A link to the BBC Northern Ireland article can be found below: 

Age discrimination: Arts chief Roisin McDonough awarded £12,000

Roisin McDonough claimed the Arts Council had discriminated against her because of her age.
 

 

The Equality Act 2010

It was only with the introduction of the Employment Equality (Age) Regulations 2006 that unjustified age discrimination became illegal across the UK. Please note that I have deliberately used the word ‘unjustified’ in my first sentence because there can be situations where discrimination on the grounds of a person’s age can be be quite lawful (more about that later in this blog). 

The 2006 Regulations have now been replaced by the Equality Act 2010. For dedicated Brexit followers, these Regulations were introduced because, in 2000, the European Union passed Council Directive 2000/78/EC of 27 November 2000 which established a general framework for equal treatment in employment and occupation. Interestingly, this Directive also spawned new legal protection in relation to a person’s sexual orientation and religion and belief. Admittedly, the scope of the Directive was limited to the area of employment.
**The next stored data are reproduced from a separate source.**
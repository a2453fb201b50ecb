// Copyright (c) 2025 Geoffrey Huntley <ghuntley@ghuntley.com>. All rights reserved.
// SPDX-License-Identifier: Proprietary

//! Per-request identity snapshot.
//!
//! An [`IdentityContext`] is built once per inbound request from identity
//! claims that were already verified upstream, plus request metadata taken
//! from the HTTP headers. It has no setters: every downstream call receives
//! the same value by reference.
//!
//! ```text
//! verified claims ─┐
//!                  ├─► IdentityContext ─► resolver / scope filter / audit recorder
//! HTTP headers ────┘
//! ```

use http::header::USER_AGENT;
use http::HeaderMap;
use serde::{Deserialize, Serialize};
use std::net::{IpAddr, SocketAddr};
use uuid::Uuid;

use crate::types::{OrgId, UserId};

pub const REQUEST_ID_HEADER: &str = "x-request-id";
const FORWARDED_FOR_HEADER: &str = "x-forwarded-for";
const REAL_IP_HEADER: &str = "x-real-ip";

/// Identity claims supplied by the (external) identity verification layer.
///
/// Trusted as-is; tokens are not re-validated here.
#[derive(Debug, Clone, Copy, PartialEq, Eq, Serialize, Deserialize)]
pub struct VerifiedIdentity {
	pub user_id: UserId,
	pub org_id: Option<OrgId>,
	/// Set when an administrator is acting as `user_id`.
	pub impersonator_id: Option<UserId>,
}

impl VerifiedIdentity {
	pub fn new(user_id: UserId) -> Self {
		Self {
			user_id,
			org_id: None,
			impersonator_id: None,
		}
	}

	/// Builder: set the active organization.
	pub fn in_org(mut self, org_id: OrgId) -> Self {
		self.org_id = Some(org_id);
		self
	}

	/// Builder: record the impersonating administrator.
	pub fn impersonated_by(mut self, admin_id: UserId) -> Self {
		self.impersonator_id = Some(admin_id);
		self
	}
}

/// HTTP-level metadata attached to the request.
#[derive(Debug, Clone, PartialEq, Eq, Default, Serialize, Deserialize)]
pub struct RequestMeta {
	pub request_id: Option<String>,
	pub client_ip: Option<IpAddr>,
	pub user_agent: Option<String>,
}

impl RequestMeta {
	/// Extracts request id, client IP and user agent from the headers.
	///
	/// Client IP precedence: first `x-forwarded-for` hop, then `x-real-ip`,
	/// then the peer address. A request id is generated when none is supplied.
	pub fn from_headers(headers: &HeaderMap, peer_addr: Option<SocketAddr>) -> Self {
		let request_id = header_str(headers, REQUEST_ID_HEADER)
			.map(|s| s.to_string())
			.unwrap_or_else(|| Uuid::new_v4().to_string());

		let client_ip = header_str(headers, FORWARDED_FOR_HEADER)
			.and_then(|s| s.split(',').next())
			.and_then(|s| s.trim().parse::<IpAddr>().ok())
			.or_else(|| {
				header_str(headers, REAL_IP_HEADER).and_then(|s| s.trim().parse::<IpAddr>().ok())
			})
			.or_else(|| peer_addr.map(|a| a.ip()));

		let user_agent = headers
			.get(USER_AGENT)
			.and_then(|v| v.to_str().ok())
			.map(|s| s.to_string());

		Self {
			request_id: Some(request_id),
			client_ip,
			user_agent,
		}
	}
}

fn header_str<'a>(headers: &'a HeaderMap, name: &str) -> Option<&'a str> {
	headers
		.get(name)
		.and_then(|v| v.to_str().ok())
		.filter(|s| !s.trim().is_empty())
}

/// Immutable identity of the actor behind one request.
#[derive(Debug, Clone, PartialEq, Eq, Serialize, Deserialize)]
pub struct IdentityContext {
	identity: VerifiedIdentity,
	meta: RequestMeta,
}

impl IdentityContext {
	pub fn new(identity: VerifiedIdentity, meta: RequestMeta) -> Self {
		Self { identity, meta }
	}

	/// Builds the context from verified claims and raw request parts.
	pub fn from_request_parts(
		identity: VerifiedIdentity,
		headers: &HeaderMap,
		peer_addr: Option<SocketAddr>,
	) -> Self {
		Self::new(identity, RequestMeta::from_headers(headers, peer_addr))
	}

	/// The acting user. Authorization is always evaluated for this user.
	pub fn user_id(&self) -> UserId {
		self.identity.user_id
	}

	pub fn org_id(&self) -> Option<OrgId> {
		self.identity.org_id
	}

	pub fn impersonator_id(&self) -> Option<UserId> {
		self.identity.impersonator_id
	}

	pub fn is_impersonated(&self) -> bool {
		self.identity.impersonator_id.is_some()
	}

	pub fn request_id(&self) -> Option<&str> {
		self.meta.request_id.as_deref()
	}

	pub fn client_ip(&self) -> Option<IpAddr> {
		self.meta.client_ip
	}

	pub fn user_agent(&self) -> Option<&str> {
		self.meta.user_agent.as_deref()
	}
}
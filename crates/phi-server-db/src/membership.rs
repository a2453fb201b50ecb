// Copyright (c) 2025 Geoffrey Huntley <ghuntley@ghuntley.com>. All rights reserved.
// SPDX-License-Identifier: Proprietary

//! Organization membership repository.
//!
//! Memberships are soft-deleted only. A removed member has no role.

use async_trait::async_trait;
use chrono::Utc;
use phi_server_auth::{LookupError, OrgId, Role, RoleStore, UserId};
use sqlx::{sqlite::SqlitePool, Row};
use uuid::Uuid;

use crate::error::DbError;
use crate::time;

#[derive(Clone)]
pub struct MembershipRepository {
	pool: SqlitePool,
}

impl MembershipRepository {
	pub fn new(pool: SqlitePool) -> Self {
		Self { pool }
	}

	/// Add a live membership.
	///
	/// # Errors
	/// Returns `DbError::Conflict` if the user already has a live membership in the organization.
	#[tracing::instrument(skip(self), fields(org_id = %org_id, user_id = %user_id, role = %role))]
	pub async fn add_member(&self, org_id: OrgId, user_id: UserId, role: Role) -> Result<(), DbError> {
		let result = sqlx::query(
			r#"
			INSERT INTO organization_memberships (id, organization_id, user_id, role, created_at)
			VALUES (?, ?, ?, ?, ?)
			"#,
		)
		.bind(Uuid::new_v4().to_string())
		.bind(org_id.to_string())
		.bind(user_id.to_string())
		.bind(role.as_str())
		.bind(time::encode(&Utc::now()))
		.execute(&self.pool)
		.await;

		match result {
			Ok(_) => {
				tracing::debug!("member added");
				Ok(())
			}
			Err(sqlx::Error::Database(e)) if e.is_unique_violation() => Err(DbError::Conflict(
				format!("user {user_id} is already a member of {org_id}"),
			)),
			Err(e) => Err(e.into()),
		}
	}

	/// Soft-delete the live membership. Returns false when there was none.
	#[tracing::instrument(skip(self), fields(org_id = %org_id, user_id = %user_id))]
	pub async fn remove_member(&self, org_id: OrgId, user_id: UserId) -> Result<bool, DbError> {
		let result = sqlx::query(
			r#"
			UPDATE organization_memberships
			SET deleted_at = ?
			WHERE organization_id = ? AND user_id = ? AND deleted_at IS NULL
			"#,
		)
		.bind(time::encode(&Utc::now()))
		.bind(org_id.to_string())
		.bind(user_id.to_string())
		.execute(&self.pool)
		.await?;

		Ok(result.rows_affected() > 0)
	}

	/// Role of the user's live membership, if any.
	///
	/// # Errors
	/// Returns `DbError::Internal` if the stored role is not a known role.
	#[tracing::instrument(skip(self), fields(org_id = %org_id, user_id = %user_id))]
	pub async fn get_role(&self, user_id: UserId, org_id: OrgId) -> Result<Option<Role>, DbError> {
		let row = sqlx::query(
			r#"
			SELECT role FROM organization_memberships
			WHERE organization_id = ? AND user_id = ? AND deleted_at IS NULL
			"#,
		)
		.bind(org_id.to_string())
		.bind(user_id.to_string())
		.fetch_optional(&self.pool)
		.await?;

		row
			.map(|r| {
				let role: String = r.get("role");
				role
					.parse::<Role>()
					.map_err(|e| DbError::Internal(e.to_string()))
			})
			.transpose()
	}
}

#[async_trait]
impl RoleStore for MembershipRepository {
	async fn role_of(&self, user_id: UserId, org_id: OrgId) -> Result<Option<Role>, LookupError> {
		self
			.get_role(user_id, org_id)
			.await
			.map_err(|e| e.into_lookup("role_store"))
	}
}
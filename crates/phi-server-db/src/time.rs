// Copyright (c) 2025 Geoffrey Huntley <ghuntley@ghuntley.com>. All rights reserved.
// SPDX-License-Identifier: Proprietary

//! Timestamp text encoding.
//!
//! Every timestamp is stored as RFC 3339 UTC with millisecond precision and a
//! `Z` suffix, the same shape as `strftime('%Y-%m-%dT%H:%M:%fZ', 'now')`, so
//! text comparison in SQL orders correctly.

use chrono::{DateTime, SecondsFormat, Utc};

use crate::error::DbError;

/// SQL expression for the current time in the stored format.
pub(crate) const SQL_NOW: &str = "strftime('%Y-%m-%dT%H:%M:%fZ', 'now')";

pub(crate) fn encode(dt: &DateTime<Utc>) -> String {
	dt.to_rfc3339_opts(SecondsFormat::Millis, true)
}

pub(crate) fn decode(value: &str, column: &str) -> Result<DateTime<Utc>, DbError> {
	DateTime::parse_from_rfc3339(value)
		.map(|dt| dt.with_timezone(&Utc))
		.map_err(|e| DbError::Internal(format!("Invalid {column}: {e}")))
}

pub(crate) fn decode_opt(value: Option<String>, column: &str) -> Result<Option<DateTime<Utc>>, DbError> {
	value.map(|v| decode(&v, column)).transpose()
}
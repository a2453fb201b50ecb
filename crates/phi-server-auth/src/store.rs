// Copyright (c) 2025 Geoffrey Huntley <ghuntley@ghuntley.com>. All rights reserved.
// SPDX-License-Identifier: Proprietary

//! Read-only lookup contracts backing authorization.
//!
//! Implementations must apply the "active" predicate for delegation grants at
//! query time, so a revocation that has committed is visible to the very next
//! lookup. Nothing here is cached across requests.

use async_trait::async_trait;
use chrono::{DateTime, Utc};
use serde::{Deserialize, Serialize};

use crate::error::LookupError;
use crate::permission::PermissionSet;
use crate::types::{GrantId, OrgId, PatientId, Role, UserId};

/// A delegation (proxy) grant letting one user act for a patient.
#[derive(Debug, Clone, PartialEq, Eq, Serialize, Deserialize)]
pub struct DelegationGrant {
	pub id: GrantId,
	pub proxy_user_id: UserId,
	pub patient_id: PatientId,
	/// Free-form relationship label, e.g. "parent" or "spouse".
	pub relationship: String,
	pub permissions: PermissionSet,
	pub granted_at: DateTime<Utc>,
	pub expires_at: Option<DateTime<Utc>>,
	pub revoked_at: Option<DateTime<Utc>>,
}

impl DelegationGrant {
	/// `revoked_at IS NULL AND (expires_at IS NULL OR expires_at > now)`.
	pub fn is_active_at(&self, now: DateTime<Utc>) -> bool {
		self.revoked_at.is_none() && self.expires_at.map(|e| e > now).unwrap_or(true)
	}
}

#[async_trait]
pub trait RoleStore: Send + Sync {
	/// Role of `user_id` in `org_id`; `None` when there is no live membership row.
	async fn role_of(&self, user_id: UserId, org_id: OrgId) -> Result<Option<Role>, LookupError>;
}

#[async_trait]
pub trait DelegationStore: Send + Sync {
	/// The active grant from `patient_id` to `proxy_user_id`, if any.
	async fn active_delegation(
		&self,
		proxy_user_id: UserId,
		patient_id: PatientId,
	) -> Result<Option<DelegationGrant>, LookupError>;

	/// All active grants held by `proxy_user_id` for patients enrolled in `org_id`.
	async fn active_delegations(
		&self,
		proxy_user_id: UserId,
		org_id: OrgId,
	) -> Result<Vec<DelegationGrant>, LookupError>;
}

#[async_trait]
pub trait PatientLinkStore: Send + Sync {
	/// The patient record in `org_id` linked to `user_id`, if the user is a patient there.
	async fn patient_for_user(
		&self,
		user_id: UserId,
		org_id: OrgId,
	) -> Result<Option<PatientId>, LookupError>;

	/// The organization `patient_id` is enrolled in; `None` for unknown or
	/// removed patients.
	async fn organization_of(&self, patient_id: PatientId) -> Result<Option<OrgId>, LookupError>;
}
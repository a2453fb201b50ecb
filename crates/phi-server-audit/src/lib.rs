// Copyright (c) 2025 Geoffrey Huntley <ghuntley@ghuntley.com>. All rights reserved.
// SPDX-License-Identifier: Proprietary

//! Append-only audit trail of PHI access.
//!
//! Every completed request on a PHI route produces exactly one
//! [`AuditEvent`]. Routes are audited by default once they match an inclusion
//! prefix; an explicit exclusion list (health checks, static assets,
//! webhooks, admin panel) always wins.

pub mod classify;
pub mod error;
pub mod event;
pub mod recorder;
pub mod sink;

pub use classify::{ResourceDescriptor, RouteClass, RouteRules};
pub use error::{AuditError, AuditSinkError};
pub use event::{AuditAction, AuditEvent, AuditEventBuilder};
pub use recorder::{
	AuditHealth, AuditRecorder, DispatchReport, RecordOutcome, SinkHealth, SkipReason,
};
pub use sink::{AuditAck, AuditSink};

pub use phi_server_config::{AuditConfig, AuditSinkKind};

#[cfg(feature = "sink-sqlite")]
pub use sink::sqlite::SqliteAuditSink;

#[cfg(feature = "sink-tracing")]
pub use sink::tracing::TracingAuditSink;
It did not cover these types of discrimination in relation to the provision of goods and services. 

We have since moved on and many of the key principles of the Directive are now to be found in the Equality Act 2010. 

Section 5 of the Equality Act states that in relation to the protected characteristic of age:

(1) (a) a reference to a person who has a particular protected characteristic is a reference to a person of a particular age group;

(b) a reference to persons who share a protected characteristic is a reference to persons of the same age group.

(2) A reference to an age group is a reference to a group of persons defined by reference to age, whether by reference to a particular age or to a range of ages.

It is, therefore, unlawful for employers and service providers to discriminate against an individual on the grounds of that person’s age. Employers must be particularly careful in relation to recruitment policies and procedures, terms and conditions of employment, promotion and training opportunities and termination of the employment relationship. Practically speaking, this will mean that employers will have to be especially careful when recruiting workers to their organisations.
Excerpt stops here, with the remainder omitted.